[Source data — start]

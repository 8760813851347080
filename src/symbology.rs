//! Symbology types and the symbology-identifier table.
use serde::{Deserialize, Serialize};

/// Barcode symbologies understood by the engine.
#[derive(Deserialize, Serialize, Debug, Default, Clone, Copy, PartialEq, Eq)]
pub enum Symbology {
    #[default]
    #[serde(rename = "none")]
    None,
    #[serde(rename = "gs1_databar_omnidirectional")]
    DataBarOmni,
    #[serde(rename = "gs1_databar_truncated")]
    DataBarTruncated,
    #[serde(rename = "gs1_databar_stacked")]
    DataBarStacked,
    #[serde(rename = "gs1_databar_stacked_omnidirectional")]
    DataBarStackedOmni,
    #[serde(rename = "gs1_databar_limited")]
    DataBarLimited,
    #[serde(rename = "gs1_databar_expanded")]
    DataBarExpanded,
    #[serde(rename = "upc_a")]
    UpcA,
    #[serde(rename = "upc_e")]
    UpcE,
    #[serde(rename = "ean13")]
    Ean13,
    #[serde(rename = "ean8")]
    Ean8,
    #[serde(rename = "gs1_128_cca")]
    Gs1_128Cca,
    #[serde(rename = "gs1_128_ccc")]
    Gs1_128Ccc,
    #[serde(rename = "qrcode")]
    Qr,
    #[serde(rename = "datamatrix")]
    Dm,
    #[serde(rename = "dotcode")]
    DotCode,
}

/// Whether the data carried by a symbol is a GS1 AI element string or
/// opaque plain data.
#[derive(Deserialize, Serialize, Debug, Clone, Copy, PartialEq, Eq)]
pub enum AiMode {
    #[serde(rename = "ai")]
    Ai,
    #[serde(rename = "non_ai")]
    NonAi,
}

/// One row of the symbology-identifier table.
pub(crate) struct SymIdEntry {
    pub id: &'static str,
    pub mode: AiMode,
    pub sym: Symbology,
}

const fn row(id: &'static str, mode: AiMode, sym: Symbology) -> SymIdEntry {
    SymIdEntry { id, mode, sym }
}

/// Ordered symbology-identifier table.
///
/// The first matching row wins for both directions of lookup, so row order
/// sets the defaults: `]C1` decodes as GS1-128 CC-A and `]e0` decodes as
/// DataBar Expanded, even though several encoders produce those identifiers.
pub(crate) const SYM_ID_TABLE: &[SymIdEntry] = &[
    row("C1", AiMode::Ai, Symbology::Gs1_128Cca),
    row("C1", AiMode::Ai, Symbology::Gs1_128Ccc),
    row("E0", AiMode::NonAi, Symbology::Ean13),
    row("E0", AiMode::Ai, Symbology::Ean13),
    row("E0", AiMode::NonAi, Symbology::UpcA),
    row("E0", AiMode::Ai, Symbology::UpcA),
    row("E0", AiMode::NonAi, Symbology::UpcE),
    row("E0", AiMode::Ai, Symbology::UpcE),
    row("E4", AiMode::NonAi, Symbology::Ean8),
    row("E4", AiMode::Ai, Symbology::Ean8),
    row("e0", AiMode::Ai, Symbology::DataBarExpanded),
    row("e0", AiMode::Ai, Symbology::DataBarOmni),
    row("e0", AiMode::NonAi, Symbology::DataBarOmni),
    row("e0", AiMode::Ai, Symbology::DataBarTruncated),
    row("e0", AiMode::NonAi, Symbology::DataBarTruncated),
    row("e0", AiMode::Ai, Symbology::DataBarStacked),
    row("e0", AiMode::NonAi, Symbology::DataBarStacked),
    row("e0", AiMode::Ai, Symbology::DataBarStackedOmni),
    row("e0", AiMode::NonAi, Symbology::DataBarStackedOmni),
    row("e0", AiMode::Ai, Symbology::DataBarLimited),
    row("e0", AiMode::NonAi, Symbology::DataBarLimited),
    row("d1", AiMode::NonAi, Symbology::Dm),
    row("d2", AiMode::Ai, Symbology::Dm),
    row("Q1", AiMode::NonAi, Symbology::Qr),
    row("Q3", AiMode::Ai, Symbology::Qr),
    row("J0", AiMode::NonAi, Symbology::DotCode),
    row("J1", AiMode::Ai, Symbology::DotCode),
];

/// Symbology identifier that introduces a 2D composite component in
/// spliced scan data.
pub(crate) const CC_SYM_ID: &str = "]e0";

/// First identifier produced for a given symbology and data mode.
pub(crate) fn lookup_sym_id(sym: Symbology, mode: AiMode) -> Option<&'static str> {
    SYM_ID_TABLE
        .iter()
        .find(|entry| entry.sym == sym && entry.mode == mode)
        .map(|entry| entry.id)
}

/// First symbology and data mode registered for a two-character identifier.
pub(crate) fn lookup_sym_and_mode(id: &str) -> (Symbology, AiMode) {
    SYM_ID_TABLE
        .iter()
        .find(|entry| entry.id == id)
        .map(|entry| (entry.sym, entry.mode))
        .unwrap_or((Symbology::None, AiMode::NonAi))
}

#[cfg(test)]
mod tests {
    use super::*;

    #[test]
    fn test_first_match_defaults() {
        assert_eq!(
            lookup_sym_and_mode("C1"),
            (Symbology::Gs1_128Cca, AiMode::Ai)
        );
        assert_eq!(
            lookup_sym_and_mode("e0"),
            (Symbology::DataBarExpanded, AiMode::Ai)
        );
        assert_eq!(lookup_sym_and_mode("E0"), (Symbology::Ean13, AiMode::NonAi));
        assert_eq!(lookup_sym_and_mode("Q3"), (Symbology::Qr, AiMode::Ai));
        assert_eq!(lookup_sym_and_mode("d1"), (Symbology::Dm, AiMode::NonAi));
        assert_eq!(
            lookup_sym_and_mode("ZZ"),
            (Symbology::None, AiMode::NonAi)
        );
    }

    #[test]
    fn test_id_for_sym_and_mode() {
        assert_eq!(lookup_sym_id(Symbology::Qr, AiMode::Ai), Some("Q3"));
        assert_eq!(lookup_sym_id(Symbology::Qr, AiMode::NonAi), Some("Q1"));
        assert_eq!(lookup_sym_id(Symbology::Dm, AiMode::Ai), Some("d2"));
        assert_eq!(lookup_sym_id(Symbology::DotCode, AiMode::NonAi), Some("J0"));
        assert_eq!(lookup_sym_id(Symbology::Gs1_128Ccc, AiMode::Ai), Some("C1"));
        assert_eq!(
            lookup_sym_id(Symbology::DataBarLimited, AiMode::Ai),
            Some("e0")
        );
        assert_eq!(lookup_sym_id(Symbology::UpcA, AiMode::NonAi), Some("E0"));
        assert_eq!(lookup_sym_id(Symbology::Gs1_128Cca, AiMode::NonAi), None);
    }

    #[test]
    fn test_serde_names() {
        let out = serde_json::to_string(&Symbology::DataBarStackedOmni).unwrap();
        assert_eq!(out, r#""gs1_databar_stacked_omnidirectional""#);
        let back: Symbology = serde_json::from_str(r#""upc_a""#).unwrap();
        assert_eq!(back, Symbology::UpcA);
        assert_eq!(
            serde_json::to_string(&AiMode::NonAi).unwrap(),
            r#""non_ai""#
        );
    }
}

[Source data — finish]

» Aim of the task
Your answer should be the full listing, copied exactly.

» Exercise response
repository 8760813851347080
filename src/symbology.rs
//! Symbology types and the symbology-identifier table.
use serde::{Deserialize, Serialize};

/// Barcode symbologies understood by the engine.
#[derive(Deserialize, Serialize, Debug, Default, Clone, Copy, PartialEq, Eq)]
pub enum Symbology {
    #[default]
    #[serde(rename = "none")]
    None,
    #[serde(rename = "gs1_databar_omnidirectional")]
    DataBarOmni,
    #[serde(rename = "gs1_databar_truncated")]
    DataBarTruncated,
    #[serde(rename = "gs1_databar_stacked")]
    DataBarStacked,
    #[serde(rename = "gs1_databar_stacked_omnidirectional")]
    DataBarStackedOmni,
    #[serde(rename = "gs1_databar_limited")]
    DataBarLimited,
    #[serde(rename = "gs1_databar_expanded")]
    DataBarExpanded,
    #[serde(rename = "upc_a")]
    UpcA,
    #[serde(rename = "upc_e")]
    UpcE,
    #[serde(rename = "ean13")]
    Ean13,
    #[serde(rename = "ean8")]
    Ean8,
    #[serde(rename = "gs1_128_cca")]
    Gs1_128Cca,
    #[serde(rename = "gs1_128_ccc")]
    Gs1_128Ccc,
    #[serde(rename = "qrcode")]
    Qr,
    #[serde(rename = "datamatrix")]
    Dm,
    #[serde(rename = "dotcode")]
    DotCode,
}

/// Whether the data carried by a symbol is a GS1 AI element string or
/// opaque plain data.
#[derive(Deserialize, Serialize, Debug, Clone, Copy, PartialEq, Eq)]
pub enum AiMode {
    #[serde(rename = "ai")]
    Ai,
    #[serde(rename = "non_ai")]
    NonAi,
}

/// One row of the symbology-identifier table.
pub(crate) struct SymIdEntry {
    pub id: &'static str,
    pub mode: AiMode,
    pub sym: Symbology,
}

const fn row(id: &'static str, mode: AiMode, sym: Symbology) -> SymIdEntry {
    SymIdEntry { id, mode, sym }
}

/// Ordered symbology-identifier table.
///
/// The first matching row wins for both directions of lookup, so row order
/// sets the defaults: `]C1` decodes as GS1-128 CC-A and `]e0` decodes as
/// DataBar Expanded, even though several encoders produce those identifiers.
pub(crate) const SYM_ID_TABLE: &[SymIdEntry] = &[
    row("C1", AiMode::Ai, Symbology::Gs1_128Cca),
    row("C1", AiMode::Ai, Symbology::Gs1_128Ccc),
    row("E0", AiMode::NonAi, Symbology::Ean13),
    row("E0", AiMode::Ai, Symbology::Ean13),
    row("E0", AiMode::NonAi, Symbology::UpcA),
    row("E0", AiMode::Ai, Symbology::UpcA),
    row("E0", AiMode::NonAi, Symbology::UpcE),
    row("E0", AiMode::Ai, Symbology::UpcE),
    row("E4", AiMode::NonAi, Symbology::Ean8),
    row("E4", AiMode::Ai, Symbology::Ean8),
    row("e0", AiMode::Ai, Symbology::DataBarExpanded),
    row("e0", AiMode::Ai, Symbology::DataBarOmni),
    row("e0", AiMode::NonAi, Symbology::DataBarOmni),
    row("e0", AiMode::Ai, Symbology::DataBarTruncated),
    row("e0", AiMode::NonAi, Symbology::DataBarTruncated),
    row("e0", AiMode::Ai, Symbology::DataBarStacked),
    row("e0", AiMode::NonAi, Symbology::DataBarStacked),
    row("e0", AiMode::Ai, Symbology::DataBarStackedOmni),
    row("e0", AiMode::NonAi, Symbology::DataBarStackedOmni),
    row("e0", AiMode::Ai, Symbology::DataBarLimited),
    row("e0", AiMode::NonAi, Symbology::DataBarLimited),
    row("d1", AiMode::NonAi, Symbology::Dm),
    row("d2", AiMode::Ai, Symbology::Dm),
    row("Q1", AiMode::NonAi, Symbology::Qr),
    row("Q3", AiMode::Ai, Symbology::Qr),
    row("J0", AiMode::NonAi, Symbology::DotCode),
    row("J1", AiMode::Ai, Symbology::DotCode),
];

/// Symbology identifier that introduces a 2D composite component in
/// spliced scan data.
pub(crate) const CC_SYM_ID: &str = "]e0";

/// First identifier produced for a given symbology and data mode.
pub(crate) fn lookup_sym_id(sym: Symbology, mode: AiMode) -> Option<&'static str> {
    SYM_ID_TABLE
        .iter()
        .find(|entry| entry.sym == sym && entry.mode == mode)
        .map(|entry| entry.id)
}

/// First symbology and data mode registered for a two-character identifier.
pub(crate) fn lookup_sym_and_mode(id: &str) -> (Symbology, AiMode) {
    SYM_ID_TABLE
        .iter()
        .find(|entry| entry.id == id)
        .map(|entry| (entry.sym, entry.mode))
        .unwrap_or((Symbology::None, AiMode::NonAi))
}

#[cfg(test)]
mod tests {
    use super::*;

    #[test]
    fn test_first_match_defaults() {
        assert_eq!(
            lookup_sym_and_mode("C1"),
            (Symbology::Gs1_128Cca, AiMode::Ai)
        );
        assert_eq!(
            lookup_sym_and_mode("e0"),
            (Symbology::DataBarExpanded, AiMode::Ai)
        );
        assert_eq!(lookup_sym_and_mode("E0"), (Symbology::Ean13, AiMode::NonAi));
        assert_eq!(lookup_sym_and_mode("Q3"), (Symbology::Qr, AiMode::Ai));
        assert_eq!(lookup_sym_and_mode("d1"), (Symbology::Dm, AiMode::NonAi));
        assert_eq!(
            lookup_sym_and_mode("ZZ"),
            (Symbology::None, AiMode::NonAi)
        );
    }

    #[test]
    fn test_id_for_sym_and_mode() {
        assert_eq!(lookup_sym_id(Symbology::Qr, AiMode::Ai), Some("Q3"));
        assert_eq!(lookup_sym_id(Symbology::Qr, AiMode::NonAi), Some("Q1"));
        assert_eq!(lookup_sym_id(Symbology::Dm, AiMode::Ai), Some("d2"));
        assert_eq!(lookup_sym_id(Symbology::DotCode, AiMode::NonAi), Some("J0"));
        assert_eq!(lookup_sym_id(Symbology::Gs1_128Ccc, AiMode::Ai), Some("C1"));
        assert_eq!(
            lookup_sym_id(Symbology::DataBarLimited, AiMode::Ai),
            Some("e0")
        );
        assert_eq!(lookup_sym_id(Symbology::UpcA, AiMode::NonAi), Some("E0"));
        assert_eq!(lookup_sym_id(Symbology::Gs1_128Cca, AiMode::NonAi), None);
    }

    #[test]
    fn test_serde_names() {
        let out = serde_json::to_string(&Symbology::DataBarStackedOmni).unwrap();
        assert_eq!(out, r#""gs1_databar_stacked_omnidirectional""#);
        let back: Symbology = serde_json::from_str(r#""upc_a""#).unwrap();
        assert_eq!(back, Symbology::UpcA);
        assert_eq!(
            serde_json::to_string(&AiMode::NonAi).unwrap(),
            r#""non_ai""#
        );
    }
}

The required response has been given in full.